Ce jour-là, en 1948, le président Harry Truman a promulgué un programme d'aide massif pour restaurer l'économie européenne d'après-guerre dévastée. La législation visant à remettre l'Europe sur pied était populairement connue sous le nom de plan Marshall. Il avait été lancé par le secrétaire d'État George Marshall lors d'un discours d'ouverture en 1947 à Harvard. Dans l'esprit de Truman et de Marshall, il fallait faire quelque chose, à la fois pour des raisons humanitaires et pour contrecarrer la propagation du communisme dans les démocraties occidentales brisées.

Le Congrès a finalement voté pour 12,4 milliards de dollars pour les travaux de secours. Ce montant, bien que peu impressionnant en dollars d'aujourd'hui, représentait une fraction importante d'un produit intérieur brut américain de 41 milliards de dollars en 1949.

Dès le départ, le plan demandait aux Européens d'élaborer une stratégie commune sur la manière dont ils utiliseraient l'aide, les obligeant pour la première fois à agir comme une unité économique unique et cohérente - le précurseur de l'Union européenne d'aujourd'hui. Marshall a également offert de l'aide à l'Union soviétique et à l'Europe de l'Est, qui avaient subi des pertes encore plus importantes pendant la Seconde Guerre mondiale.
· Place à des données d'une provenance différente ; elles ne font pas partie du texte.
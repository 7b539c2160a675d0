//! Deterministic line/connector layout of a knowledge base.
//!
//! Inputs (variables) sit on even lines in lexicographic order. Each rule,
//! processed in declaration order, gets a vertical span joining the lines of
//! its premises and a label line where its conclusion is written. Later rules
//! can use that label line as a premise line, which is how chains are drawn.
//!
//! The layout is a pure function of the knowledge base (and of the extra
//! declared inputs passed to [`layout_with_inputs`]). Truth values never
//! influence placement; renderers use a [`FactStore`](crate::facts::FactStore)
//! only to decide highlighting.

use std::collections::{BTreeMap, BTreeSet, HashMap};

use serde::{Deserialize, Serialize};

use crate::kb::KnowledgeBase;

// ---------------------------------------------------------------------------
// Glyphs
// ---------------------------------------------------------------------------

/// Connector shape drawn in a rule column on one line.
#[derive(Debug, Clone, Copy, PartialEq, Eq, Serialize)]
#[serde(rename_all = "snake_case")]
pub enum Glyph {
    /// Opens the span on its top line.
    Top,
    /// Closes the span on its bottom line.
    Bottom,
    /// Junction with a premise, or a single-line span.
    Tee,
    /// Pass-through between premises.
    Vertical,
}

/// One connector cell: a glyph, plus the negation mark when the line holds a
/// negated premise.
#[derive(Debug, Clone, Copy, PartialEq, Eq, Serialize)]
pub struct Connector {
    pub glyph: Glyph,
    pub negated: bool,
}

/// Which character set draws connectors.
#[derive(Debug, Clone, Copy, Default, PartialEq, Eq, Serialize, Deserialize)]
#[serde(rename_all = "lowercase")]
pub enum GlyphStyle {
    #[default]
    Unicode,
    Ascii,
}

/// Concrete strings for each [`Glyph`].
#[derive(Debug, Clone, Copy, PartialEq, Eq)]
pub struct GlyphSet {
    pub vertical: &'static str,
    pub tee: &'static str,
    pub top: &'static str,
    pub bottom: &'static str,
}

impl GlyphSet {
    pub const UNICODE: GlyphSet = GlyphSet {
        vertical: "│",
        tee: "┤",
        top: "┐",
        bottom: "┘",
    };

    pub const ASCII: GlyphSet = GlyphSet {
        vertical: "|",
        tee: "+",
        top: "+",
        bottom: "+",
    };

    pub fn for_style(style: GlyphStyle) -> Self {
        match style {
            GlyphStyle::Unicode => Self::UNICODE,
            GlyphStyle::Ascii => Self::ASCII,
        }
    }

    pub fn get(&self, glyph: Glyph) -> &'static str {
        match glyph {
            Glyph::Top => self.top,
            Glyph::Bottom => self.bottom,
            Glyph::Tee => self.tee,
            Glyph::Vertical => self.vertical,
        }
    }
}

impl Default for GlyphSet {
    fn default() -> Self {
        Self::UNICODE
    }
}

// ---------------------------------------------------------------------------
// Layout model
// ---------------------------------------------------------------------------

/// Placement of one rule column.
#[derive(Debug, Clone, PartialEq, Eq, Serialize)]
pub struct RuleSpan {
    /// Conclusion name, or empty for an inert rule.
    pub label: String,
    /// First line of the connector span. `None` when no premise resolved.
    pub top: Option<usize>,
    /// Last line of the connector span. `None` when no premise resolved.
    pub bottom: Option<usize>,
    /// Line on which the label is written.
    pub label_line: usize,
    /// Resolved premise lines mapped to whether that premise is negated.
    pub premise_lines: BTreeMap<usize, bool>,
}

impl RuleSpan {
    /// Width in characters of the label column.
    pub fn label_width(&self) -> usize {
        self.label.chars().count()
    }

    /// The connector drawn on `line`, or `None` outside the span.
    pub fn connector_at(&self, line: usize) -> Option<Connector> {
        let (top, bottom) = (self.top?, self.bottom?);
        if line < top || line > bottom {
            return None;
        }
        let premise = self.premise_lines.get(&line).copied();
        let glyph = if top == bottom {
            Glyph::Tee
        } else if line == top {
            Glyph::Top
        } else if line == bottom {
            Glyph::Bottom
        } else if premise.is_some() {
            Glyph::Tee
        } else {
            Glyph::Vertical
        };
        Some(Connector {
            glyph,
            negated: premise.unwrap_or(false),
        })
    }
}

/// The full line/connector model for a knowledge base.
#[derive(Debug, Clone, Default, PartialEq, Eq, Serialize)]
pub struct Layout {
    /// Total number of lines on the canvas.
    pub lines: usize,
    /// Variables in lexicographic order; variable `i` sits on line `2 * i`.
    pub variables: Vec<String>,
    /// Line of every variable.
    pub variable_line: BTreeMap<String, usize>,
    /// One span per rule, in declaration order.
    pub rule_spans: Vec<RuleSpan>,
}

impl Layout {
    /// The variable drawn on `line`, if any.
    pub fn variable_at(&self, line: usize) -> Option<&str> {
        if line % 2 != 0 {
            return None;
        }
        self.variables.get(line / 2).map(String::as_str)
    }

    /// Width of the variable name column: the longest name, at least one.
    pub fn name_width(&self) -> usize {
        self.variables
            .iter()
            .map(|v| v.chars().count())
            .max()
            .unwrap_or(0)
            .max(1)
    }

    /// The span drawn for the rule concluding `label`.
    pub fn span_for(&self, label: &str) -> Option<&RuleSpan> {
        self.rule_spans
            .iter()
            .find(|s| !s.label.is_empty() && s.label == label)
    }

    pub fn is_empty(&self) -> bool {
        self.lines == 0
    }
}

// ---------------------------------------------------------------------------
// Layout engine
// ---------------------------------------------------------------------------

/// Lay out `kb` using only the variables its rules reference.
pub fn layout(kb: &KnowledgeBase) -> Layout {
    layout_with_inputs(kb, std::iter::empty::<&str>())
}

/// Lay out `kb`, adding `extra` inputs to the variable column even if no rule
/// references them yet. Names concluded by a rule are ignored.
///
/// With no variables at all the layout is empty: there is nothing to draw.
pub fn layout_with_inputs<'a>(
    kb: &'a KnowledgeBase,
    extra: impl IntoIterator<Item = &'a str>,
) -> Layout {
    let mut variable_set: BTreeSet<&str> = kb.variables();
    variable_set.extend(extra.into_iter().filter(|name| !kb.is_derived(name)));

    if variable_set.is_empty() {
        return Layout::default();
    }

    let variables: Vec<String> = variable_set.into_iter().map(str::to_string).collect();
    let variable_line: BTreeMap<String, usize> = variables
        .iter()
        .enumerate()
        .map(|(i, name)| (name.clone(), 2 * i))
        .collect();
    let mut lines = 2 * variables.len() - 1;

    // Name -> line lookup, extended with each processed rule's label line.
    let mut name_line: HashMap<&str, usize> = variable_line
        .iter()
        .map(|(name, line)| (name.as_str(), *line))
        .collect();

    let mut rule_spans = Vec::with_capacity(kb.len());
    for rule in kb.rules() {
        let mut premise_lines: BTreeMap<usize, bool> = BTreeMap::new();
        for premise in rule.premises() {
            match name_line.get(premise.name()) {
                Some(&line) => {
                    premise_lines.entry(line).or_insert(premise.is_negated());
                }
                None => tracing::warn!(
                    premise = premise.name(),
                    rule = %rule,
                    "premise not placed yet, dropped from layout"
                ),
            }
        }

        let span = premise_lines
            .keys()
            .next()
            .copied()
            .zip(premise_lines.keys().next_back().copied());

        let label_line = match span {
            None => {
                let line = lines;
                lines += 1;
                line
            }
            Some((top, bottom)) => {
                let line = choose_label_line(top, bottom);
                if line > bottom {
                    lines = lines.max(line + 1);
                }
                line
            }
        };

        if let Some(label) = rule.label() {
            name_line.insert(label, label_line);
        }

        rule_spans.push(RuleSpan {
            label: rule.label().unwrap_or_default().to_string(),
            top: span.map(|(t, _)| t),
            bottom: span.map(|(_, b)| b),
            label_line,
            premise_lines,
        });
    }

    tracing::debug!(lines, variables = variables.len(), rules = rule_spans.len(), "layout computed");

    Layout {
        lines,
        variables,
        variable_line,
        rule_spans,
    }
}

/// Pick the label line for a span covering `[top, bottom]`.
///
/// The midpoint is used if it is odd, then its odd neighbours inside the
/// span. A span with no odd line (a lone variable line) is labelled on the
/// line just below it, growing the canvas if needed.
fn choose_label_line(top: usize, bottom: usize) -> usize {
    let mid = (top + bottom) / 2;
    if mid % 2 == 1 {
        mid
    } else if mid < bottom {
        mid + 1
    } else if mid > top {
        mid - 1
    } else {
        bottom + 1
    }
}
Joseph Staline, cependant, a finalement rejeté l'offre. Le rejet de Moscou a probablement ouvert la voie à un Congrès initialement sceptique pour approuver la mesure.

Le programme d'aide était également dans l'intérêt personnel de l'Amérique. Les États-Unis étaient la seule grande puissance à avoir combattu les puissances de l'Axe - l'Allemagne, l'Italie et le Japon - dont les infrastructures n'avaient pas été sérieusement endommagées. La santé de l'économie américaine dépendait du commerce, car la prospérité continue nécessiterait des marchés viables pour absorber les exportations. L'aide du plan Marshall a été largement utilisée par les Européens pour acheter des marchandises et des matières premières américaines.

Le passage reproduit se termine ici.